──────── Data section

/// Velocity arbiter parameters.
#[derive(Reflect, Debug, Clone, Copy, PartialEq, Serialize, Deserialize)]
#[serde(default)]
pub struct ArbiterConfig {
    /// Duration (seconds) of the wall-jump protection window.
    pub protection_duration: f32,
    /// Priority an immediate write needs to break through protection.
    pub protection_priority: u8,
    /// Weight of a new claim when blended against protected velocity (0.0-1.0).
    pub protection_blend: f32,
    /// Scale applied to additive impulses during protection.
    pub protected_add_scale: f32,
    /// Weight of air control against protected velocity (0.0-1.0).
    pub protected_air_control: f32,
}

impl Default for ArbiterConfig {
    fn default() -> Self {
        Self {
            protection_duration: 0.3,
            protection_priority: 5,
            protection_blend: 0.3,
            protected_add_scale: 0.5,
            protected_air_control: 0.2,
        }
    }
}

/// Body-mover parameters that auxiliary systems may temporarily override.
#[derive(Reflect, Debug, Clone, Copy, PartialEq, Serialize, Deserialize)]
#[serde(default)]
pub struct BodyTuningConfig {
    /// Maximum step the body-mover climbs automatically.
    pub step_height: f32,
    /// Displacements shorter than this are not applied.
    pub min_move_distance: f32,
}

impl Default for BodyTuningConfig {
    fn default() -> Self {
        Self {
            step_height: 0.3,
            min_move_distance: 0.0005,
        }
    }
}
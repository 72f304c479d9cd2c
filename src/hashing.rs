//! Hash smearing and table sizing shared by every compact container.

use core::hash::{BuildHasher, Hash};

/// Smallest bucket array ever allocated.
pub(crate) const MIN_TABLE_SIZE: usize = 4;

/// Largest bucket array (and therefore entry count) a compact table supports.
/// Indices are stored as `u32` with two values reserved as sentinels.
pub const MAX_CAPACITY: usize = 1 << 30;

const C1: u32 = 0xcc9e_2d51;
const C2: u32 = 0x1b87_3593;

/// Folds a 64-bit hash to 32 bits and spreads it with a murmur3-style
/// multiply-rotate-multiply so low-entropy hashes still reach every bucket.
#[inline]
pub(crate) fn smear(hash: u64) -> u32 {
    let folded = (hash ^ (hash >> 32)) as u32;
    C2.wrapping_mul(folded.wrapping_mul(C1).rotate_left(15))
}

#[inline]
pub(crate) fn hash_key<S, Q>(hasher: &S, q: &Q) -> u32
where
    S: BuildHasher,
    Q: ?Sized + Hash,
{
    smear(hasher.hash_one(q))
}

/// Bucket count for `expected` entries: a power of two, at least
/// `MIN_TABLE_SIZE`, with `expected <= load_factor * size`.
pub(crate) fn table_size_for(expected: usize, load_factor: f64) -> usize {
    let wanted = (expected as f64 / load_factor).ceil() as usize;
    let mut size = wanted.max(MIN_TABLE_SIZE).next_power_of_two();
    // The division can round down past a power of two.
    while size <= MAX_CAPACITY && grow_threshold(size, load_factor) < expected {
        size *= 2;
    }
    if size > MAX_CAPACITY {
        panic!("capacity overflow");
    }
    size
}

/// Entry count at which a table of `buckets` must grow.
#[inline]
pub(crate) fn grow_threshold(buckets: usize, load_factor: f64) -> usize {
    ((buckets as f64) * load_factor) as usize
}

────────────────

Scan the records above for the lines holding "impl Default for BodyTuningConfig" and "<= load_factor *". Transcribe those two and every line between them word for word, and no others.

▶ _Completed task_:
impl Default for BodyTuningConfig {
    fn default() -> Self {
        Self {
            step_height: 0.3,
            min_move_distance: 0.0005,
        }
    }
}
repository 72f304c479d9cd2c
filename src/hashing.rs
//! Hash smearing and table sizing shared by every compact container.

use core::hash::{BuildHasher, Hash};

/// Smallest bucket array ever allocated.
pub(crate) const MIN_TABLE_SIZE: usize = 4;

/// Largest bucket array (and therefore entry count) a compact table supports.
/// Indices are stored as `u32` with two values reserved as sentinels.
pub const MAX_CAPACITY: usize = 1 << 30;

const C1: u32 = 0xcc9e_2d51;
const C2: u32 = 0x1b87_3593;

/// Folds a 64-bit hash to 32 bits and spreads it with a murmur3-style
/// multiply-rotate-multiply so low-entropy hashes still reach every bucket.
#[inline]
pub(crate) fn smear(hash: u64) -> u32 {
    let folded = (hash ^ (hash >> 32)) as u32;
    C2.wrapping_mul(folded.wrapping_mul(C1).rotate_left(15))
}

#[inline]
pub(crate) fn hash_key<S, Q>(hasher: &S, q: &Q) -> u32
where
    S: BuildHasher,
    Q: ?Sized + Hash,
{
    smear(hasher.hash_one(q))
}

/// Bucket count for `expected` entries: a power of two, at least
/// `MIN_TABLE_SIZE`, with `expected <= load_factor * size`.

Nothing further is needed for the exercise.